The Chinese threat group ‘ChamelGang’ infects Linux devices with a previously unknown implant named ‘ChamelDoH,’ allowing DNS-over-HTTPS communications with attackers’ servers.
The particular threat actor was first documented back in September 2021 by Positive Technologies; however, the researchers only focused on the Windows toolkit.
A report published yesterday by Stairwell and shared with BleepingComputer describes a new Linux implant written in C++ that expands the threat actor’s intrusion arsenal and, by extension, the attackers’ indicators of compromise.
The link between ChamelGang and the new Linux malware is based on a domain previously associated with the threat actor and a custom privilege elevation tool observed by Positive Technologies in past ChamelGang campaigns.
DNS-over-HTTPS for malware communication
The DNS (domain name system) protocol is used by software and operating systems to resolve human-readable hostnames into IP addresses, which are then used to make network connections.
However, DNS queries are sent as unencrypted, plain text, allowing organizations, ISPs, and others to monitor the DNS requests.
As this is considered a privacy risk and allows governments to censor the Internet, a new DNS protocol named DNS-over-HTTPS was created to encrypt DNS queries so they cannot be snooped on.
However, this is a double-edged sword, as malware can use it as an effective encrypted communication channel, making it harder for security software to monitor for malicious network communication.
In the case of ChamelDoH, DNS-over-HTTPS provides encrypted communication between an infected device and the command and control server, making malicious queries indistinguishable from regular HTTPS traffic.

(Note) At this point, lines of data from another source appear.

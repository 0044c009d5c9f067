use std::env;

use serde::Deserialize;

#[derive(Debug, Clone, Deserialize)]
pub struct Config {
    pub server: ServerConfig,
    pub database: DatabaseConfig,
    pub fcm: FcmConfig,
    pub dispatch: DispatchConfig,
    pub log: LogConfig,
}

#[derive(Debug, Clone, Deserialize)]
pub struct ServerConfig {
    pub host: String,
    pub port: u16,
}

#[derive(Debug, Clone, Deserialize)]
pub struct DatabaseConfig {
    pub url: String,
    pub max_connections: u32,
}

#[derive(Debug, Clone, Deserialize)]
pub struct FcmConfig {
    /// Firebase project id. When `None`, the `project_id` of the service
    /// account file is used.
    pub project_id: Option<String>,
    /// Path to the Google service-account JSON (`GOOGLE_APPLICATION_CREDENTIALS`).
    pub credentials_path: String,
    /// Base URL of the FCM HTTP v1 API. Overridable for local emulators.
    pub api_base_url: String,
    pub request_timeout_seconds: u64,
}

#[derive(Debug, Clone, Deserialize)]
pub struct DispatchConfig {
    /// Whether the change-feed consumer runs at all.
    pub enabled: bool,
    /// How often (seconds) the consumer polls for due events.
    pub poll_interval_seconds: u64,
    /// Maximum events claimed per poll.
    pub batch_size: u32,
    /// Backoff before the first redelivery of a failed event.
    pub initial_backoff_seconds: u64,
    /// Cap for exponential backoff (seconds).
    pub max_backoff_seconds: u64,
    /// Deliveries after which an event is dead-lettered.
    pub max_deliveries: u32,
    /// Events stuck in `processing` longer than this are released again.
    pub claim_timeout_seconds: u64,
    /// Skip records already marked sent instead of delivering them again.
    pub skip_already_sent: bool,
}

#[derive(Debug, Clone, Deserialize)]
pub struct LogConfig {
    /// Emit JSON log lines instead of the human-readable format.
    pub json: bool,
}

fn parse_bool(value: &str) -> Option<bool> {
    match value.to_lowercase().as_str() {
        "1" | "true" | "yes" => Some(true),
        "0" | "false" | "no" => Some(false),
        _ => None,
    }
}

fn env_bool(key: &str, default: bool) -> bool {
    env::var(key)
        .ok()
        .and_then(|v| parse_bool(&v))
        .unwrap_or(default)
}

fn env_or<T: std::str::FromStr>(key: &str, default: T) -> T {
    env::var(key)
        .ok()
        .and_then(|v| v.parse().ok())
        .unwrap_or(default)
}

fn positive(value: u32, key: &str) -> Result<u32, ConfigError> {
    if value == 0 {
        return Err(ConfigError::InvalidValue(key.to_string()));
    }
    Ok(value)
}

impl Config {
    pub fn from_env() -> Result<Self, ConfigError> {
        dotenvy::dotenv().ok();

        Ok(Config {
            server: ServerConfig {
                host: env::var("HOST").unwrap_or_else(|_| "0.0.0.0".to_string()),
                port: env::var("PORT")
                    .unwrap_or_else(|_| "8080".to_string())
                    .parse()
                    .map_err(|_| ConfigError::InvalidValue("PORT".to_string()))?,
            },
            database: DatabaseConfig {
                url: env::var("DATABASE_URL")
                    .unwrap_or_else(|_| "sqlite://data/app.db".to_string()),
                max_connections: env_or("DATABASE_MAX_CONNECTIONS", 5),
            },
            fcm: FcmConfig {
                project_id: env::var("FCM_PROJECT_ID").ok().filter(|v| !v.is_empty()),
                credentials_path: env::var("GOOGLE_APPLICATION_CREDENTIALS").map_err(|_| {
                    ConfigError::MissingEnv("GOOGLE_APPLICATION_CREDENTIALS".to_string())
                })?,
                api_base_url: env::var("FCM_API_BASE_URL")
                    .unwrap_or_else(|_| "https://fcm.googleapis.com".to_string()),
                request_timeout_seconds: env_or("FCM_REQUEST_TIMEOUT_SECONDS", 30u64),
            },
            dispatch: DispatchConfig {
                enabled: env_bool("DISPATCH_ENABLED", true),
                poll_interval_seconds: env_or("DISPATCH_POLL_INTERVAL_SECONDS", 2u64),
                batch_size: positive(env_or("DISPATCH_BATCH_SIZE", 10u32), "DISPATCH_BATCH_SIZE")?,
                initial_backoff_seconds: env_or("DISPATCH_INITIAL_BACKOFF_SECONDS", 10u64),
                max_backoff_seconds: env_or("DISPATCH_MAX_BACKOFF_SECONDS", 600u64),
                max_deliveries: env_or("DISPATCH_MAX_DELIVERIES", 8u32),
                claim_timeout_seconds: env_or("DISPATCH_CLAIM_TIMEOUT_SECONDS", 300u64),
                skip_already_sent: env_bool("DISPATCH_SKIP_SENT", false),
            },
            log: LogConfig {
                json: env::var("LOG_FORMAT")
                    .map(|v| v.eq_ignore_ascii_case("json"))
                    .unwrap_or(false),
            },
        })
    }
}

#[derive(Debug, thiserror::Error)]
pub enum ConfigError {
    #[error("Missing required environment variable: {0}")]
    MissingEnv(String),

    #[error("Invalid value for environment variable: {0}")]
    InvalidValue(String),
}

impl Default for Config {
    fn default() -> Self {
        Config {
            server: ServerConfig {
                host: "0.0.0.0".to_string(),
                port: 8080,
            },
            database: DatabaseConfig {
                url: "sqlite://data/app.db".to_string(),
                max_connections: 5,
            },
            fcm: FcmConfig {
                project_id: None,
                credentials_path: String::new(),
                api_base_url: "https://fcm.googleapis.com".to_string(),
                request_timeout_seconds: 30,
            },
            dispatch: DispatchConfig {
                enabled: true,
                poll_interval_seconds: 2,
                batch_size: 10,
                initial_backoff_seconds: 10,
                max_backoff_seconds: 600,
                max_deliveries: 8,
                claim_timeout_seconds: 300,
                skip_already_sent: false,
            },
            log: LogConfig { json: false },
        }
    }
}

Additionally, DoH can help bypass local DNS servers by using DoH-compatible servers provided by reputable organizations, which was not seen in this case.
Finally, because the DNS requests use legitimate DoH servers from Google and Cloudflare, blocking them is practically impossible without impacting legitimate traffic.
ChamelDoH uses two keys stored in its JSON configuration, “ns_record” and “doh,” to get C2 hostnames and a list of legitimate DoH cloud providers that can be abused for performing DoH queries.
All malware’s communications are encrypted using AES128 and a modified base64 encoding that contains substitutes for non-alphanumeric characters. The transmitted data is then appended as hostnames to the listed malware command and control servers.
This modification allows the malware to issue TXT requests for domains containing the encoded command and control server (C2) communications, obscuring the nature of those requests and reducing the likelihood of being detected.
For example, when querying the TXT record, a DoH query from the malware would use
The C2 would respond with an encoded TXT record containing the commands the malware should execute on the infected device.
Upon execution, the malware will gather basic data about its host, including the name, IP address, CPU architecture, and system version, and generate a unique ID.
Stairwell researchers found that ChamelDoH supports the following commands that its operators can issue remotely via the TXT records received in DNS-over-HTTPS requests:
- run – Execute a file/shell command
- sleep – Set the number of seconds until the next check-in
- wget – Download a file from a URL
- upload – Read and upload a file
- download – Download and write a file
- rm – Delete a file
- cp – Copy a file to a new location
- cd – Change the working directory
Stairwell’s analysis showed that ChamelDoH was first uploaded to VirusTotal in December 2022.
By the time of writing this, it is not flagged as malicious by any of the platform’s AV engines.